I found this example of chroot usage and was wondering if anyone could kindly answer my question in order for me to understand the command and its workings.


this isn't the only way to change the root password on a system.

This way kind of mixes both of the methods described on this page:

You can boot using a LiveCD, then via a root terminal, you can chroot into your system after mounting it:

sudo su
mkdir /mnt/hd
mount /dev/hda2 -t ext3 /mnt/hd
chroot /mnt/hd

Once you've filled in your password, it's done. Your root password is changed.
So once you've chrooted to a system you are using the commands found on that system and not the commands on your liveCD ? For example if there is a binary called in the system's /usr/bin directory I could execute that if I was chrooted into the system ?
Would "breaking out" of the above chroot simply involve unmouting the system ? One could easily carry on unaware that the system in chrooted and then wonder why certain commands which are housed on liveCD are not able to run.

Thanks again,

aus9 11-29-2007 07:29 AM

You have a quoted one main use of a live cd.
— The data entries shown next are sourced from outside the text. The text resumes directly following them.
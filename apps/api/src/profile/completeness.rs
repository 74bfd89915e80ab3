use serde::Serialize;

use crate::models::profile::Profile;

#[derive(Debug, Clone, Serialize, PartialEq)]
pub struct CompletionStep {
    pub label: &'static str,
    pub completed: bool,
}

#[derive(Debug, Clone, Serialize)]
pub struct CompletionReport {
    pub steps: Vec<CompletionStep>,
    pub completed: usize,
    pub total: usize,
    /// Whole percent, rounded down.
    pub percent: u8,
}

/// Checklist shown on the dashboard. A missing profile has every step open.
pub fn completion_report(profile: Option<&Profile>) -> CompletionReport {
    let steps = vec![
        CompletionStep {
            label: "Basic Info",
            completed: profile.is_some_and(|p| !p.name.is_empty() && !p.role.is_empty()),
        },
        CompletionStep {
            label: "Experience",
            completed: profile.is_some_and(|p| p.years_of_experience > 0 && !p.location.is_empty()),
        },
        CompletionStep {
            label: "Interview Rate",
            completed: profile
                .is_some_and(|p| p.interview_rate > 0 && !p.interview_rate_currency.is_empty()),
        },
        CompletionStep {
            label: "Published Profile",
            completed: profile.is_some_and(|p| p.is_published),
        },
    ];

    let completed = steps.iter().filter(|s| s.completed).count();
    let total = steps.len();
    CompletionReport {
        percent: (completed * 100 / total) as u8,
        steps,
        completed,
        total,
    }
}
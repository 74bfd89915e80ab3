use async_trait::async_trait;
use axum::{extract::FromRequestParts, http::request::Parts};
use axum_extra::extract::cookie::{Cookie, CookieJar, SameSite};
use chrono::{DateTime, Utc};
use serde::Serialize;
use sqlx::{FromRow, PgPool};
use uuid::Uuid;

use crate::errors::AppError;
use crate::models::user::User;
use crate::state::AppState;

pub const SESSION_COOKIE: &str = "session";

#[derive(Debug, Clone, Serialize, FromRow)]
pub struct Session {
    pub token: Uuid,
    pub user_id: Uuid,
    pub expires_at: DateTime<Utc>,
    pub created_at: DateTime<Utc>,
}

/// The authenticated caller, resolved from the `session` cookie.
/// Rejects with `401` when the cookie is missing, malformed or expired.
#[derive(Debug, Clone)]
pub struct CurrentUser {
    pub user: User,
    pub session_token: Uuid,
}

#[async_trait]
impl FromRequestParts<AppState> for CurrentUser {
    type Rejection = AppError;

    async fn from_request_parts(parts: &mut Parts, state: &AppState) -> Result<Self, Self::Rejection> {
        let jar = CookieJar::from_headers(&parts.headers);
        let token = session_token(&jar).ok_or_else(|| {
            tracing::debug!("session cookie missing or malformed");
            AppError::Unauthorized
        })?;

        let user = resolve_session(&state.db, token)
            .await?
            .ok_or(AppError::Unauthorized)?;

        Ok(CurrentUser {
            user,
            session_token: token,
        })
    }
}

pub fn session_token(jar: &CookieJar) -> Option<Uuid> {
    jar.get(SESSION_COOKIE)
        .and_then(|cookie| cookie.value().parse::<Uuid>().ok())
}

pub fn session_cookie(token: Uuid, secure: bool) -> Cookie<'static> {
    Cookie::build((SESSION_COOKIE, token.to_string()))
        .path("/")
        .http_only(true)
        .same_site(SameSite::Lax)
        .secure(secure)
        .build()
}

pub fn removal_cookie() -> Cookie<'static> {
    Cookie::build((SESSION_COOKIE, "")).path("/").build()
}

pub async fn resolve_session(pool: &PgPool, token: Uuid) -> Result<Option<User>, AppError> {
    Ok(sqlx::query_as::<_, User>(
        r#"
        SELECT u.*
        FROM sessions s
        JOIN users u ON u.id = s.user_id
        WHERE s.token = $1 AND s.expires_at > NOW()
        "#,
    )
    .bind(token)
    .fetch_optional(pool)
    .await?)
}

pub async fn delete_session(pool: &PgPool, token: Uuid) -> Result<(), AppError> {
    sqlx::query("DELETE FROM sessions WHERE token = $1")
        .bind(token)
        .execute(pool)
        .await?;
    Ok(())
}

#[cfg(test)]
mod tests {
    use super::*;
    use axum::http::{header::COOKIE, HeaderMap, HeaderValue};

    fn jar_with(cookie: &str) -> CookieJar {
        let mut headers = HeaderMap::new();
        headers.insert(COOKIE, HeaderValue::from_str(cookie).unwrap());
        CookieJar::from_headers(&headers)
    }

    #[test]
    fn test_session_token_parses_uuid_cookie() {
        let token = Uuid::new_v4();
        let jar = jar_with(&format!("theme=dark; session={token}"));
        assert_eq!(session_token(&jar), Some(token));
    }

    #[test]
    fn test_session_token_rejects_garbage() {
        assert_eq!(session_token(&jar_with("session=not-a-uuid")), None);
        assert_eq!(session_token(&CookieJar::new()), None);
    }

    #[test]
    fn test_session_cookie_attributes() {
        let cookie = session_cookie(Uuid::nil(), true);
        assert_eq!(cookie.name(), SESSION_COOKIE);
        assert_eq!(cookie.http_only(), Some(true));
        assert_eq!(cookie.secure(), Some(true));
        assert_eq!(cookie.same_site(), Some(SameSite::Lax));
        assert_eq!(cookie.path(), Some("/"));
    }
}
pub mod handlers;
pub mod service;
pub mod stats;
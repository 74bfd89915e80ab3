use chrono::{DateTime, Utc};
use serde::{Deserialize, Serialize};
use sqlx::FromRow;
use uuid::Uuid;

#[derive(Debug, Clone, Copy, PartialEq, Eq, Serialize, Deserialize, sqlx::Type)]
#[sqlx(type_name = "user_role", rename_all = "SCREAMING_SNAKE_CASE")]
#[serde(rename_all = "SCREAMING_SNAKE_CASE")]
pub enum UserRole {
    Candidate,
    Recruiter,
}

#[derive(Debug, Clone, Serialize, Deserialize, FromRow)]
pub struct User {
    pub id: Uuid,
    pub email: String,
    pub role: UserRole,
    pub created_at: DateTime<Utc>,
}
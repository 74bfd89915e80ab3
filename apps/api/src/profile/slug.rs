use rand::Rng;

const SUFFIX_ALPHABET: &[u8] = b"0123456789abcdefghijklmnopqrstuvwxyz";
pub const SUFFIX_LEN: usize = 6;

/// Lower-cases a display name and joins its words with `-`.
/// Characters that would need escaping in a URL path segment are dropped.
pub fn name_slug(name: &str) -> String {
    name.to_lowercase()
        .split_whitespace()
        .map(|word| {
            word.chars()
                .filter(|c| c.is_alphanumeric() || matches!(c, '-' | '_' | '.'))
                .collect::<String>()
        })
        .filter(|word| !word.is_empty())
        .collect::<Vec<_>>()
        .join("-")
}

pub fn random_suffix() -> String {
    let mut rng = rand::rng();
    (0..SUFFIX_LEN)
        .map(|_| SUFFIX_ALPHABET[rng.random_range(0..SUFFIX_ALPHABET.len())] as char)
        .collect()
}

/// `{name-slug}-{suffix}`, or just the suffix when the name has no usable characters.
pub fn published_link(name: &str, suffix: &str) -> String {
    let slug = name_slug(name);
    if slug.is_empty() {
        suffix.to_string()
    } else {
        format!("{slug}-{suffix}")
    }
}

/// Public URLs address a profile as `@{published_link}`.
pub fn parse_handle(handle: &str) -> Option<&str> {
    handle.strip_prefix('@').filter(|link| !link.is_empty())
}
use axum::{extract::State, http::StatusCode, Json};
use axum_extra::extract::cookie::CookieJar;
use chrono::{DateTime, Utc};
use serde::{Deserialize, Serialize};
use uuid::Uuid;

use crate::auth::service::{send_magic_link, verify_login_token, MagicLinkIssued};
use crate::auth::session::{delete_session, removal_cookie, session_cookie, CurrentUser};
use crate::errors::{AppError, AppJson};
use crate::models::user::{User, UserRole};
use crate::state::AppState;

#[derive(Debug, Deserialize)]
pub struct MagicLinkRequest {
    pub email: String,
    /// Only applied when the email signs up for the first time.
    #[serde(default)]
    pub role: Option<UserRole>,
}

#[derive(Debug, Deserialize)]
pub struct VerifyRequest {
    pub token: String,
}

#[derive(Debug, Serialize)]
pub struct VerifyResponse {
    pub user: User,
    pub session_expires_at: DateTime<Utc>,
}

/// POST /api/v1/auth/magic-link
pub async fn handle_magic_link(
    State(state): State<AppState>,
    AppJson(req): AppJson<MagicLinkRequest>,
) -> Result<(StatusCode, Json<MagicLinkIssued>), AppError> {
    let issued = send_magic_link(
        &state.db,
        state.mailer.as_ref(),
        &state.config,
        &req.email,
        req.role.unwrap_or(UserRole::Candidate),
    )
    .await?;
    Ok((StatusCode::ACCEPTED, Json(issued)))
}

/// POST /api/v1/auth/verify
pub async fn handle_verify(
    State(state): State<AppState>,
    jar: CookieJar,
    AppJson(req): AppJson<VerifyRequest>,
) -> Result<(CookieJar, Json<VerifyResponse>), AppError> {
    let token = req
        .token
        .trim()
        .parse::<Uuid>()
        .map_err(|_| AppError::Unauthorized)?;

    let (user, session) = verify_login_token(&state.db, &state.config, token).await?;
    let jar = jar.add(session_cookie(session.token, state.config.cookie_secure));

    Ok((
        jar,
        Json(VerifyResponse {
            user,
            session_expires_at: session.expires_at,
        }),
    ))
}

/// POST /api/v1/auth/logout
pub async fn handle_logout(
    State(state): State<AppState>,
    current: CurrentUser,
    jar: CookieJar,
) -> Result<(CookieJar, StatusCode), AppError> {
    delete_session(&state.db, current.session_token).await?;
    tracing::info!("User {} logged out", current.user.id);
    Ok((jar.remove(removal_cookie()), StatusCode::NO_CONTENT))
}
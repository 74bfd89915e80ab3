mod auth;
mod config;
mod dashboard;
mod db;
mod errors;
mod interview;
mod models;
mod profile;
mod routes;
mod state;
mod wallet;

use anyhow::Result;
use std::net::SocketAddr;
use std::sync::Arc;
use std::time::Duration;
use tower_http::{cors::CorsLayer, trace::TraceLayer};
use tracing::info;
use tracing_subscriber::{layer::SubscriberExt, util::SubscriberInitExt, EnvFilter};

use crate::auth::mailer::LogMailer;
use crate::auth::service::purge_expired_periodically;
use crate::config::Config;
use crate::db::create_pool;
use crate::routes::build_router;
use crate::state::AppState;

#[tokio::main]
async fn main() -> Result<()> {
    // Load configuration first (fails on missing required env vars)
    let config = Config::from_env()?;

    // Initialize structured logging
    tracing_subscriber::registry()
        .with(EnvFilter::try_from_default_env().unwrap_or_else(|_| {
            EnvFilter::new(format!("{}={}", env!("CARGO_CRATE_NAME"), &config.rust_log))
        }))
        .with(tracing_subscriber::fmt::layer())
        .init();

    info!("Starting Fair Interviews API v{}", env!("CARGO_PKG_VERSION"));

    // Initialize PostgreSQL (runs migrations)
    let db = create_pool(&config.database_url, config.database_max_connections).await?;

    // Expired login tokens and sessions are deleted hourly
    tokio::spawn(purge_expired_periodically(
        db.clone(),
        Duration::from_secs(60 * 60),
    ));

    // Magic links are logged until a mail provider is configured
    let mailer = Arc::new(LogMailer);
    info!("Magic links will be delivered via log output");

    let state = AppState {
        db,
        config: config.clone(),
        mailer,
    };

    let app = build_router(state)
        .layer(TraceLayer::new_for_http())
        .layer(CorsLayer::permissive()); // TODO: restrict origins to PUBLIC_BASE_URL in production

    let addr: SocketAddr = format!("0.0.0.0:{}", config.port).parse()?;
    info!("Listening on {addr}");

    let listener = tokio::net::TcpListener::bind(addr).await?;
    axum::serve(listener, app)
        .with_graceful_shutdown(shutdown_signal())
        .await?;

    Ok(())
}

async fn shutdown_signal() {
    if let Err(e) = tokio::signal::ctrl_c().await {
        tracing::warn!("Failed to listen for ctrl+c: {e}");
        std::future::pending::<()>().await;
    }
    info!("Received ctrl+c, shutting down");
}
use anyhow::Result;
use async_trait::async_trait;
use tracing::info;

/// Delivers a magic link to a user's inbox.
///
/// Implement this trait to plug in an SMTP or transactional-email provider.
/// Register the implementation in `AppState` at startup.
#[async_trait]
pub trait MagicLinkSender: Send + Sync {
    async fn send(&self, email: &str, link: &str) -> Result<()>;
}

/// Writes the link to the log instead of sending mail. Used for local development.
pub struct LogMailer;

#[async_trait]
impl MagicLinkSender for LogMailer {
    async fn send(&self, email: &str, link: &str) -> Result<()> {
        info!(%email, %link, "magic link issued");
        Ok(())
    }
}
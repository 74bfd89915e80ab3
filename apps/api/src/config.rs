use std::ops::RangeInclusive;
use std::str::FromStr;

use anyhow::{bail, Context, Result};

/// Accepted magic-link lifetimes: one minute up to one day.
pub const MAGIC_LINK_TTL_MINUTES: RangeInclusive<i64> = 1..=24 * 60;
/// Accepted session lifetimes: one hour up to one year.
pub const SESSION_TTL_HOURS: RangeInclusive<i64> = 1..=24 * 365;

/// Application configuration loaded from environment variables.
/// Fails at startup if `DATABASE_URL` is missing or any value is malformed.
#[derive(Debug, Clone)]
pub struct Config {
    pub database_url: String,
    pub database_max_connections: u32,
    pub port: u16,
    pub rust_log: String,
    /// Base URL used when building magic links, e.g. `https://fairinterviews.io`.
    pub public_base_url: String,
    pub magic_link_ttl_minutes: i64,
    pub session_ttl_hours: i64,
    pub cookie_secure: bool,
}

impl Config {
    pub fn from_env() -> Result<Self> {
        dotenvy::dotenv().ok(); // load .env if present; ignore if missing

        let port: u16 = parse_or("PORT", std::env::var("PORT").ok(), 8080)?;

        Ok(Config {
            database_url: require_env("DATABASE_URL")?,
            database_max_connections: parse_or(
                "DATABASE_MAX_CONNECTIONS",
                std::env::var("DATABASE_MAX_CONNECTIONS").ok(),
                10,
            )?,
            port,
            rust_log: std::env::var("RUST_LOG").unwrap_or_else(|_| "info".to_string()),
            public_base_url: std::env::var("PUBLIC_BASE_URL")
                .map(|url| url.trim_end_matches('/').to_string())
                .unwrap_or_else(|_| format!("http://localhost:{port}")),
            magic_link_ttl_minutes: parse_in_range(
                "MAGIC_LINK_TTL_MINUTES",
                std::env::var("MAGIC_LINK_TTL_MINUTES").ok(),
                15,
                MAGIC_LINK_TTL_MINUTES,
            )?,
            session_ttl_hours: parse_in_range(
                "SESSION_TTL_HOURS",
                std::env::var("SESSION_TTL_HOURS").ok(),
                24 * 30,
                SESSION_TTL_HOURS,
            )?,
            cookie_secure: parse_or("COOKIE_SECURE", std::env::var("COOKIE_SECURE").ok(), false)?,
        })
    }
}

fn require_env(key: &str) -> Result<String> {
    std::env::var(key).with_context(|| format!("Required environment variable '{key}' is not set"))
}

/// Parses an optional raw value, falling back to `default` when unset or blank.
fn parse_or<T>(key: &str, raw: Option<String>, default: T) -> Result<T>
where
    T: FromStr,
    T::Err: std::error::Error + Send + Sync + 'static,
{
    match raw.as_deref().map(str::trim) {
        None | Some("") => Ok(default),
        Some(value) => value
            .parse::<T>()
            .with_context(|| format!("{key} has an invalid value '{value}'")),
    }
}

/// Like [`parse_or`], but the value must also fall inside `range`.
fn parse_in_range(
    key: &str,
    raw: Option<String>,
    default: i64,
    range: RangeInclusive<i64>,
) -> Result<i64> {
    let value = parse_or(key, raw, default)?;
    if !range.contains(&value) {
        bail!(
            "{key} must be between {} and {}, got {value}",
            range.start(),
            range.end()
        );
    }
    Ok(value)
}

#[cfg(test)]
impl Config {
    /// Configuration for tests; the database URL points nowhere.
    pub fn for_tests() -> Self {
        Config {
            database_url: "postgres://postgres@127.0.0.1:1/unused".to_string(),
            database_max_connections: 1,
            port: 8080,
            rust_log: "info".to_string(),
            public_base_url: "http://localhost:8080".to_string(),
            magic_link_ttl_minutes: 15,
            session_ttl_hours: 720,
            cookie_secure: false,
        }
    }
}
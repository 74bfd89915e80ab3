use std::sync::Arc;

use sqlx::PgPool;

use crate::auth::mailer::MagicLinkSender;
use crate::config::Config;

/// Shared application state injected into all route handlers via Axum extractors.
#[derive(Clone)]
pub struct AppState {
    pub db: PgPool,
    pub config: Config,
    /// Pluggable magic-link delivery. Default: LogMailer.
    pub mailer: Arc<dyn MagicLinkSender>,
}
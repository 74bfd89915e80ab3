pub mod health;

use axum::{
    routing::{get, post, put},
    Router,
};

use crate::auth::handlers as auth;
use crate::dashboard::handlers as dashboard;
use crate::interview::handlers as interview;
use crate::profile::handlers as profile;
use crate::state::AppState;
use crate::wallet::handlers as wallet;

pub fn build_router(state: AppState) -> Router {
    Router::new()
        .route("/health", get(health::health_handler))
        // Auth
        .route("/api/v1/auth/magic-link", post(auth::handle_magic_link))
        .route("/api/v1/auth/verify", post(auth::handle_verify))
        .route("/api/v1/auth/logout", post(auth::handle_logout))
        // Candidate area
        .route("/api/v1/me", get(profile::handle_get_me))
        .route("/api/v1/me/profile", put(profile::handle_update_profile))
        .route(
            "/api/v1/me/profile/publish",
            post(profile::handle_publish_profile),
        )
        .route("/api/v1/me/dashboard", get(dashboard::handle_dashboard))
        .route("/api/v1/me/interviews", get(interview::handle_list_interviews))
        .route(
            "/api/v1/me/interviews/:id/complete",
            post(interview::handle_complete_interview),
        )
        .route("/api/v1/me/wallet", get(wallet::handle_get_wallet))
        .route("/api/v1/me/wallet/withdraw", post(wallet::handle_withdraw))
        // Public profiles and booking
        .route(
            "/api/v1/profiles/:handle",
            get(profile::handle_get_public_profile),
        )
        .route(
            "/api/v1/profiles/:handle/recruiter-auth",
            post(profile::handle_recruiter_auth),
        )
        .route(
            "/api/v1/profiles/:handle/interviews",
            post(interview::handle_book_interview),
        )
        .route("/api/v1/interviews/:id", get(interview::handle_get_interview))
        .with_state(state)
}
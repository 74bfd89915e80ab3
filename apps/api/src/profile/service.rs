use sqlx::PgPool;
use tracing::{info, warn};
use uuid::Uuid;

use crate::db::with_unique_retry;
use crate::errors::AppError;
use crate::models::profile::Profile;
use crate::profile::slug::{published_link, random_suffix};
use crate::profile::validation::UpdateProfile;

const PUBLISH_ATTEMPTS: usize = 3;

pub async fn get_profile_by_user_id(pool: &PgPool, user_id: Uuid) -> Result<Option<Profile>, AppError> {
    Ok(sqlx::query_as::<_, Profile>("SELECT * FROM profiles WHERE user_id = $1")
        .bind(user_id)
        .fetch_optional(pool)
        .await?)
}

/// Looks up a profile by its public link. Unpublished profiles never match.
pub async fn get_profile_by_published_link(
    pool: &PgPool,
    link: &str,
) -> Result<Option<Profile>, AppError> {
    Ok(sqlx::query_as::<_, Profile>(
        "SELECT * FROM profiles WHERE published_link = $1 AND is_published",
    )
    .bind(link)
    .fetch_optional(pool)
    .await?)
}

pub async fn update_profile(
    pool: &PgPool,
    user_id: Uuid,
    update: &UpdateProfile,
) -> Result<Profile, AppError> {
    let profile: Option<Profile> = sqlx::query_as(
        r#"
        UPDATE profiles
        SET name = $2,
            role = $3,
            years_of_experience = $4,
            location = $5,
            interview_rate = $6,
            interview_rate_currency = $7,
            updated_at = NOW()
        WHERE user_id = $1
        RETURNING *
        "#,
    )
    .bind(user_id)
    .bind(&update.name)
    .bind(&update.role)
    .bind(update.years_of_experience)
    .bind(&update.location)
    .bind(update.interview_rate)
    .bind(update.interview_rate_currency.as_str())
    .fetch_optional(pool)
    .await?;

    let profile =
        profile.ok_or_else(|| AppError::NotFound(format!("Profile not found for user {user_id}")))?;
    info!("Updated profile for user {user_id}");
    Ok(profile)
}

/// Publishes the profile under a fresh `{name-slug}-{suffix}` link.
/// Republishing replaces the previous link.
pub async fn publish_profile(pool: &PgPool, user_id: Uuid) -> Result<Profile, AppError> {
    let profile = get_profile_by_user_id(pool, user_id)
        .await?
        .ok_or_else(|| AppError::NotFound(format!("Profile not found for user {user_id}")))?;

    let published = with_unique_retry(PUBLISH_ATTEMPTS, |attempt| {
        let link = published_link(&profile.name, &random_suffix());
        if attempt > 1 {
            warn!("Retrying publish for user {user_id} with link {link}");
        }
        sqlx::query_as::<_, Profile>(
            r#"
            UPDATE profiles
            SET is_published = TRUE,
                published_at = NOW(),
                published_link = $2,
                updated_at = NOW()
            WHERE user_id = $1
            RETURNING *
            "#,
        )
        .bind(user_id)
        .bind(link)
        .fetch_one(pool)
    })
    .await?;

    let published = published.ok_or_else(|| {
        AppError::Conflict("Could not allocate a unique published link, please retry".to_string())
    })?;
    info!(
        "Published profile for user {user_id} at @{}",
        published.published_link.as_deref().unwrap_or_default()
    );
    Ok(published)
}

#[cfg(test)]
mod tests {
    use super::*;
    use crate::auth::service::find_or_create_user;
    use crate::db::test_pool;
    use crate::models::profile::Currency;
    use crate::models::user::UserRole;
    use crate::profile::slug::SUFFIX_LEN;

    // These tests need a Postgres instance at DATABASE_URL.

    async fn candidate_named(pool: &PgPool, name: &str) -> Uuid {
        let email = format!("{}@example.com", Uuid::new_v4());
        let user = find_or_create_user(pool, &email, UserRole::Candidate)
            .await
            .unwrap();
        let update = UpdateProfile {
            name: name.to_string(),
            role: "Engineer".to_string(),
            years_of_experience: 5,
            location: "Berlin".to_string(),
            interview_rate: 80,
            interview_rate_currency: Currency::Eur,
        };
        update_profile(pool, user.id, &update).await.unwrap();
        user.id
    }

    #[tokio::test]
    #[ignore = "requires DATABASE_URL"]
    async fn test_publish_assigns_slugged_link() {
        let pool = test_pool().await;
        let user_id = candidate_named(&pool, "Grace Hopper").await;

        let published = publish_profile(&pool, user_id).await.unwrap();
        assert!(published.is_published);
        assert!(published.published_at.is_some());
        let link = published.published_link.unwrap();
        assert!(link.starts_with("grace-hopper-"));
        assert_eq!(link.len(), "grace-hopper-".len() + SUFFIX_LEN);

        let found = get_profile_by_published_link(&pool, &link).await.unwrap();
        assert_eq!(found.map(|p| p.user_id), Some(user_id));
    }

    #[tokio::test]
    #[ignore = "requires DATABASE_URL"]
    async fn test_republish_replaces_link() {
        let pool = test_pool().await;
        let user_id = candidate_named(&pool, "Grace Hopper").await;

        let first = publish_profile(&pool, user_id).await.unwrap().published_link.unwrap();
        let second = publish_profile(&pool, user_id).await.unwrap().published_link.unwrap();
        assert_ne!(first, second);
        assert!(get_profile_by_published_link(&pool, &first).await.unwrap().is_none());
        assert!(get_profile_by_published_link(&pool, &second).await.unwrap().is_some());
    }

    #[tokio::test]
    #[ignore = "requires DATABASE_URL"]
    async fn test_unpublished_profile_is_not_public() {
        let pool = test_pool().await;
        let user_id = candidate_named(&pool, "Ada Lovelace").await;
        let profile = get_profile_by_user_id(&pool, user_id).await.unwrap().unwrap();
        assert!(!profile.is_published);
        assert!(profile.published_link.is_none());
    }
}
On RIP live issue "exit' command to terminate the chroot environment and then and only then can you umount the relevant hard drive partition.

by defination, a person in chroot can not umount what is currently mounted....they can only work from within their new set of rules....the chroot environment knows nothing about the fact you mounted some partition under /mnt/hd or / all looks like / to it.

To repeat you can not break out....except on a live cd...try exit.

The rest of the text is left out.